** ASSIGNMENT **
Go line by line through the entries below and copy those containing the string "struct".

** EXTRACTED DATA **
---+---

// Copyright 2025 Schelling Point Labs Inc
// SPDX-License-Identifier: AGPL-3.0-only

//! Offline decoding of capture files
//!
//! Records are consumed strictly in file order. Each session side gets its
//! own framer, and the shared [`Observer`] sees the same batches the live
//! observer saw, so the output matches what `run` printed.

use crate::config::Settings;
use anyhow::{Context, Result};
use std::collections::{HashMap, HashSet};
use std::io::{self, BufReader, BufWriter, Read, Write};
use std::path::PathBuf;
use tracing::{info, warn};
use wl_trace_decoder::{Observer, Source};
use wl_trace_proto::{CaptureEvent, CaptureReader, StreamFramer};

#[derive(clap::Args, Debug, Clone)]
pub struct ReplayArgs {
    /// Capture file, or "-" for stdin
    pub capture: PathBuf,
}

/// Totals for one replay
#[derive(Debug, Clone, Copy, Default, PartialEq, Eq)]
pub struct ReplaySummary {
    pub records: u64,
    pub lines: u64,
}

pub async fn replay(args: ReplayArgs, settings: Settings) -> Result<()> {
    let summary = tokio::task::spawn_blocking(move || -> Result<ReplaySummary> {
        let mut observer = Observer::new(settings.schema, settings.filter);
        let stdout = io::stdout();
        let mut out = BufWriter::new(stdout.lock());

        if args.capture.as_os_str() == "-" {
            replay_stream(io::stdin().lock(), &mut observer, &mut out)
        } else {
            let file = std::fs::File::open(&args.capture)
                .with_context(|| format!("opening capture {}", args.capture.display()))?;
            replay_stream(BufReader::new(file), &mut observer, &mut out)
        }
    })
    .await??;

    info!(records = summary.records, lines = summary.lines, "replay finished");
    Ok(())
}

/// Decode a whole capture stream, writing observation lines to `out`
pub fn replay_stream<R: Read, W: Write>(
    input: R,
    observer: &mut Observer,
    out: &mut W,
) -> Result<ReplaySummary> {
    let mut reader = CaptureReader::new(input).context("not a wl-trace capture")?;
    let mut framers: HashMap<Source, StreamFramer> = HashMap::new();
    // legs whose framing failed; the live relay stopped reading them too
    let mut broken: HashSet<Source> = HashSet::new();
    let mut summary = ReplaySummary::default();

    while let Some(event) = reader.next_event().context("reading capture")? {
        summary.records += 1;
        let source = Source::new(event.session(), event.direction());

        let lines = match event {
            CaptureEvent::Data {
                direction, data, ..
            } => {
                if broken.contains(&source) {
                    continue;
                }
                let framer = framers
                    .entry(source)
                    .or_insert_with(|| StreamFramer::new(direction));
                framer.push(&data);

                let mut messages = Vec::new();
                let failed = loop {
                    match framer.next_message() {
                        Ok(Some(message)) => messages.push(message),
                        Ok(None) => break false,
                        Err(e) => {
                            warn!(session = source.session, %direction, "{e}; ignoring rest of stream");
                            break true;
                        }
                    }
                };
                if failed {
                    framers.remove(&source);
                    broken.insert(source);
                }
                observer.on_messages(source, &messages, None)
            }
            CaptureEvent::Closed { .. } => {
                framers.remove(&source);
                broken.remove(&source);
                observer.on_closed(source)
            }
        };

        for line in lines {
            if let Err(e) = writeln!(out, "{line}") {
                if e.kind() == io::ErrorKind::BrokenPipe {
                    return Ok(summary);
                }
                return Err(e).context("writing observation stream");
            }
            summary.lines += 1;
        }
    }

    match out.flush() {
        Err(e) if e.kind() != io::ErrorKind::BrokenPipe => {
            Err(e).context("writing observation stream")
        }
        _ => Ok(summary),
    }
}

---+---

** EXERCISE RESULT **
pub struct ReplayArgs {
pub struct ReplaySummary {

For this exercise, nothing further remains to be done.